Available tags and functions

Adding New Tags and Lookups

Additional tag lookup structures can be added with either the CLI or directly using the python API, for example:

# CLI
pftag --lookupDictAdd '[{"credentials": {"user": "Jack Johnson", "password": "123456"}}]' \
      --tag "At time %timestamp, user '%user' has password '%password'."

or equivalently in python:

from pftag  import pftag

# Declare the tag processor
tagger:pftag.Pftag   = pftag.Pftag({})

# Add the "credentials" lookup
status:bool = tagger.lookupDict_add(
  [
    {"credentials":
        {
          "user":  "Jack Johnson",
          "password": "1234567"
        }
    }
  ]
)

str_tag:str = r"At time %timestamp, user '%user' has password '%password'."

# and... run it!
d_tag:dict = tagger.run(str_tag)
if d_tag['status']: print(d_tag['result'])

both should result in something similar to:

At time 2023-04-28T11:36:19.448559-04:00, user 'Jack Johnson' has password '1234567'.

For kicks, let's hash the password to 10 chars:

# CLI
pftag --lookupDictAdd '[{"credentials": {"user": "Jack Johnson", "password": "123456"}}]' \
      --tag "At time %timestamp, user '%user' has password '%password' with password hash %password_md5|10_."

resulting in

At time 2023-04-28T11:57:45.217532-04:00, user 'Jack Johnson' has password '123456' with password hash e10adc3949.

The following tags are internal/reserved:

            %literal   : simply replace the tag with the word 'literal'.
                         This tag is only useful in conjunction with the
                         'echo' function and together they provide a means
                         to inject arbitary text typically for md5 hashing.
            %name      : return the os.name
            %platform  : return the platform.system()
            %release   : return the platform.release()
            %machine   : return the platform.machine()
            %arch      : return the '%s' % platform.architecture()
            %timestamp : return the current timestamp

Functions

The lookup from any tagged string can be further processed by the following functions

        md5|<chars>         : perform an md5hash on the upstream, limit result
                              to <chars> characters

                                eg: "%timestamp_md5|4_"

                              replace the %timestamp in the input string with
                              an md5 hash of 4 chars of the actual timestamp.

        chrplc|<t>|<n>      : replace <t> with <n> in the upstream input.

                                eg: "%timestamp_chrplc|:|-_"

                              replace the %timestamp in the input string with
                              the actual timestamp where all ":" are replaced with
                              "-".

        strmsk|<mask>       : for each '*' in mask pattern use ups tream char
                              otherwise replace with <mask> char .

                                eg: "%platform_strmsk|l****_"

                              replace the %platform in the input string with
                              a string that starts with an 'l' and don't change
                              the subsequent 4 characters. If the %platform
                              has more than 4 characters, only return the 5
                              chars as masked.

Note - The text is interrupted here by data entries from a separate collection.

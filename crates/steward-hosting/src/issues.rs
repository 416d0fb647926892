//! Issue-side task flow: [`IssueImporter`] creates issues from a task list,
//! skipping duplicates. [`TaskDispatcher`] turns open task issues into worker
//! request files.

use std::path::Path;

use serde::Serialize;

use steward_core::{
    dispatch_tasks, plan_import, DispatchReport, DispatchSettings, ImportDecision, IssuePayload,
    RepoRef, RunContext, TaskRecord,
};

use crate::api::{CreatedIssue, HostingApi};
use crate::error::HostingResult;
use crate::retry::RetryPolicy;

/// Per-task result of an import.
#[derive(Debug, Clone, Serialize)]
#[serde(tag = "result", rename_all = "snake_case")]
pub enum ImportOutcome {
    Created { title: String, issue: CreatedIssue },
    /// Dry run: the issue would have been created.
    WouldCreate { title: String },
    Skipped { title: String, reason: String },
    Failed { title: String, error: String },
}

impl ImportOutcome {
    pub fn title(&self) -> &str {
        match self {
            Self::Created { title, .. }
            | Self::WouldCreate { title }
            | Self::Skipped { title, .. }
            | Self::Failed { title, .. } => title,
        }
    }
}

#[derive(Debug, Clone, Serialize)]
pub struct ImportReport {
    pub repo: RepoRef,
    pub dry_run: bool,
    pub outcomes: Vec<ImportOutcome>,
}

impl ImportReport {
    /// Issues created, or that would be created in a dry run.
    pub fn created(&self) -> usize {
        self.outcomes
            .iter()
            .filter(|o| matches!(o, ImportOutcome::Created { .. } | ImportOutcome::WouldCreate { .. }))
            .count()
    }

    pub fn failed(&self) -> usize {
        self.outcomes
            .iter()
            .filter(|o| matches!(o, ImportOutcome::Failed { .. }))
            .count()
    }
}

pub struct IssueImporter<'a> {
    api: &'a dyn HostingApi,
    labels: Vec<String>,
    fetch_retry: RetryPolicy,
    mutation_retry: RetryPolicy,
}

impl<'a> IssueImporter<'a> {
    /// `labels` are applied to every created issue, in addition to each
    /// task's own labels. Pass an empty list to apply none.
    pub fn new(api: &'a dyn HostingApi, labels: Vec<String>) -> Self {
        Self {
            api,
            labels,
            fetch_retry: RetryPolicy::fetch(),
            mutation_retry: RetryPolicy::mutation(),
        }
    }

    pub fn with_retry(mut self, fetch: RetryPolicy, mutation: RetryPolicy) -> Self {
        self.fetch_retry = fetch;
        self.mutation_retry = mutation;
        self
    }

    /// Import `tasks` into `ctx.repo`.
    ///
    /// Fails only when the open-issue listing cannot be fetched; individual
    /// creation failures are recorded in the report.
    pub async fn import(
        &self,
        ctx: &RunContext,
        tasks: &[TaskRecord],
    ) -> HostingResult<ImportReport> {
        let repo = &ctx.repo;
        let (open_titles, _) = self
            .fetch_retry
            .run("list_open_issues", || self.api.list_open_issue_titles(repo))
            .await?;

        let decisions = plan_import(tasks, &open_titles, &self.labels);
        let mut outcomes = Vec::with_capacity(decisions.len());
        for decision in decisions {
            let description = decision.describe(ctx.dry_run);
            tracing::info!(run_id = %ctx.run_id, "{description}");
            let outcome = match decision {
                ImportDecision::Create(payload) if ctx.dry_run => ImportOutcome::WouldCreate {
                    title: payload.title,
                },
                ImportDecision::Create(payload) => self.create(repo, payload).await,
                ImportDecision::SkipExisting { title, .. }
                | ImportDecision::SkipDuplicate { title } => ImportOutcome::Skipped {
                    title,
                    reason: description,
                },
            };
            outcomes.push(outcome);
        }

        Ok(ImportReport {
            repo: repo.clone(),
            dry_run: ctx.dry_run,
            outcomes,
        })
    }

    async fn create(&self, repo: &RepoRef, payload: IssuePayload) -> ImportOutcome {
        let payload = &payload;
        match self
            .mutation_retry
            .run("create_issue", || self.api.create_issue(repo, payload))
            .await
        {
            Ok((issue, _)) => ImportOutcome::Created {
                title: payload.title.clone(),
                issue,
            },
            Err(e) => {
                tracing::warn!(title = %payload.title, error = %e, "issue creation failed");
                ImportOutcome::Failed {
                    title: payload.title.clone(),
                    error: e.to_string(),
                }
            }
        }
    }
}

/// Writes a request file for every open issue carrying the task label.
pub struct TaskDispatcher<'a> {
    api: &'a dyn HostingApi,
    label: String,
    settings: DispatchSettings,
    fetch_retry: RetryPolicy,
}

impl<'a> TaskDispatcher<'a> {
    pub fn new(api: &'a dyn HostingApi, label: impl Into<String>) -> Self {
        Self {
            api,
            label: label.into(),
            settings: DispatchSettings::default(),
            fetch_retry: RetryPolicy::fetch(),
        }
    }

    pub fn with_settings(mut self, settings: DispatchSettings) -> Self {
        self.settings = settings;
        self
    }

    pub fn with_retry(mut self, fetch: RetryPolicy) -> Self {
        self.fetch_retry = fetch;
        self
    }

    /// One dispatch pass over `ctx.repo`. Request files go to
    /// `requests_dir`; a dry run lists what would be written.
    pub async fn dispatch(
        &self,
        ctx: &RunContext,
        requests_dir: &Path,
    ) -> HostingResult<DispatchReport> {
        let repo = &ctx.repo;
        let label = self.label.as_str();
        let (issues, _) = self
            .fetch_retry
            .run("list_labeled_issues", || {
                self.api.list_labeled_issues(repo, label)
            })
            .await?;
        tracing::info!(
            run_id = %ctx.run_id,
            repo = %repo,
            label,
            issues = issues.len(),
            "scanning task issues"
        );

        Ok(dispatch_tasks(
            &issues,
            &self.settings,
            requests_dir,
            ctx.dry_run,
        )?)
    }
}
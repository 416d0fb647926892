//! Repository references accepted on the command line.

use std::fmt;
use std::str::FromStr;

use serde::{Deserialize, Serialize};

use crate::error::StewardError;

/// `owner/name` of a hosted repository.
#[derive(Debug, Clone, PartialEq, Eq, Hash, Serialize, Deserialize)]
pub struct RepoRef {
    pub owner: String,
    pub name: String,
}

impl RepoRef {
    pub fn new(owner: impl Into<String>, name: impl Into<String>) -> Self {
        Self {
            owner: owner.into(),
            name: name.into(),
        }
    }

    /// Parse `owner/name`, `https://github.com/owner/name[.git]` or
    /// `git@github.com:owner/name.git`.
    pub fn parse(raw: &str) -> Result<Self, StewardError> {
        let s = raw.trim();
        let s = s
            .strip_prefix("https://github.com/")
            .or_else(|| s.strip_prefix("http://github.com/"))
            .or_else(|| s.strip_prefix("git@github.com:"))
            .unwrap_or(s);
        let s = s.strip_suffix(".git").unwrap_or(s).trim_end_matches('/');

        let (owner, name) = s
            .split_once('/')
            .ok_or_else(|| StewardError::InvalidRepo(raw.to_string()))?;
        if owner.is_empty() || name.is_empty() || name.contains('/') {
            return Err(StewardError::InvalidRepo(raw.to_string()));
        }
        Ok(Self::new(owner, name))
    }
}

impl fmt::Display for RepoRef {
    fn fmt(&self, f: &mut fmt::Formatter<'_>) -> fmt::Result {
        write!(f, "{}/{}", self.owner, self.name)
    }
}

impl FromStr for RepoRef {
    type Err = StewardError;

    fn from_str(s: &str) -> Result<Self, Self::Err> {
        Self::parse(s)
    }
}
//! Error taxonomy for the steward core.
//!
//! The classification pipeline itself is total and never returns these;
//! they surface from policy loading and from parsing external inputs.

/// Errors produced while loading inputs for the decision engine.
#[derive(Debug, thiserror::Error)]
pub enum StewardError {
    /// Policy file is missing, unreadable, malformed, or fails validation.
    /// Fatal: a run must abort before evaluating any PR.
    #[error("configuration error: {0}")]
    Configuration(String),

    /// A single input record could not be understood. Callers degrade by
    /// rejecting only the offending record.
    #[error("malformed input: {0}")]
    MalformedInput(String),

    /// The run's role does not permit the requested operation.
    #[error("role '{role}' cannot {action}; run as supervisor")]
    RoleNotPermitted { role: String, action: String },

    #[error("invalid repository reference '{0}': expected owner/name")]
    InvalidRepo(String),

    #[error("serialization error: {0}")]
    Serialization(#[from] serde_json::Error),

    #[error("io error: {0}")]
    Io(#[from] std::io::Error),
}

/// Result type for steward core operations.
pub type Result<T> = std::result::Result<T, StewardError>;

        dcmname|<s>|<tail>  : replace any upstream %VAR with a DICOM formatted
                              name. If <s> is passed, the seed the faker module
                              with <s> (any string) -- this guarantees that calls
                              with that same <s> result in the same name. If
                              <tail> is passed, then append <tail> to the name.

                                eg: %NAME_dcmname_

                              may produce "BROOKS^JOHN". Each call will have
                              a different name. However,

                                %NAME_dcmname|foobar_

                              will always generate "SCHWARTZ^THOMAS". While

                                %NAME_dcmname|foobar|^ANON

                              will generate "SCHWARTZ^THOMAS^ANON"

        echo|<something>    : Best used with the %literal tag for legibility, will
                              replace the tag with <something>. Be careful of commas
                              in the <something>. If they are to be preserved you
                              will need to set --funcSep to something other than a
                              comma.

                                %literal_echo|why-are-we-here?_

                              will replace the %literal with "why-are-we-here".
                              This is most useful when literal data is to obscured
                              in a template. For instance:

                                %literal_echo|Subject12345,md5|5_

                              where say "Subject12345" is privileged information but
                              important to add to the string. In this case, we can
                              add and then hash that literal string. In future,
                              if we know all the privileged strings, we can easily
                              hash and then and lookup in any `pftag` generated
                              strings to resolve which hashes belong to which
                              subjects.

Function detail

Overview

In addition to performing a lookup on a template string token, this package can also process the lookup value in various ways. These process functions follow a Reverse Polish Notation (RPN) schema of

tag func1(args1) func2(args2) func3(args3) ...

which reading from left to right is taken as a heap from top to bottom:

tag
func1(args1)
func2(args2)
func3(args3)

where first the <tag> is looked up, then this lookup is processed by <func1>. The result is then processed by <func2>, and so on and so forth, each functional optionally with a set a arguments. This RPN approach also mirrors the standard UNIX piping schema.

Syntax

A function (or function list) that is to be applied to a <tag> is connected to the tag with a <funcMarker> string, usually '_'. The final function should end with the same <funcMarker>, so

%tag_func1,func2,...,funcN_

will apply the function list in order to the tag value lookup called "tag"; each successive evaluation consuming the result of its predecessor as input.

Some functions can accept arguments. Arguments are passed to a function with a <funcArgMarker> string, typically |, that also separates arguments:

%tag_func|a1|a2|a3_

will pass a1, a2, and a3 as parameters to "func".

Finally, several functions can be chained within the _..._ by separating the <func>|<argList> constructs with commas, so pedantically

%tag_func1|a1|a2|a3,func2|b1|b2|b3_

All these special characters (tag marker, function pre- and post, arg separation, function separation) can be overriden. For instance, with a selection of

--tagMarker "@" --funcMarker "[" --funcArgMarker "," --funcSep "|"

strings can be specified as

@tag[func,a1,a2,a3|func2,b1,b2,b3[

where preference/legibilty is left to the user.

Development

Instructions for developers.

To debug, the simplest mechanism is to trigger the internal remote telnet session with the --debug CLI. Then, in the code, simply add Env.set_trace() calls where appropriate. These can remain in the codebase (i.e. you don't need to delete/comment them out) since they are only live when a --debug flag is passed.

Testing

Run unit tests using pytest.

# In repo root dir:
pytest

-30-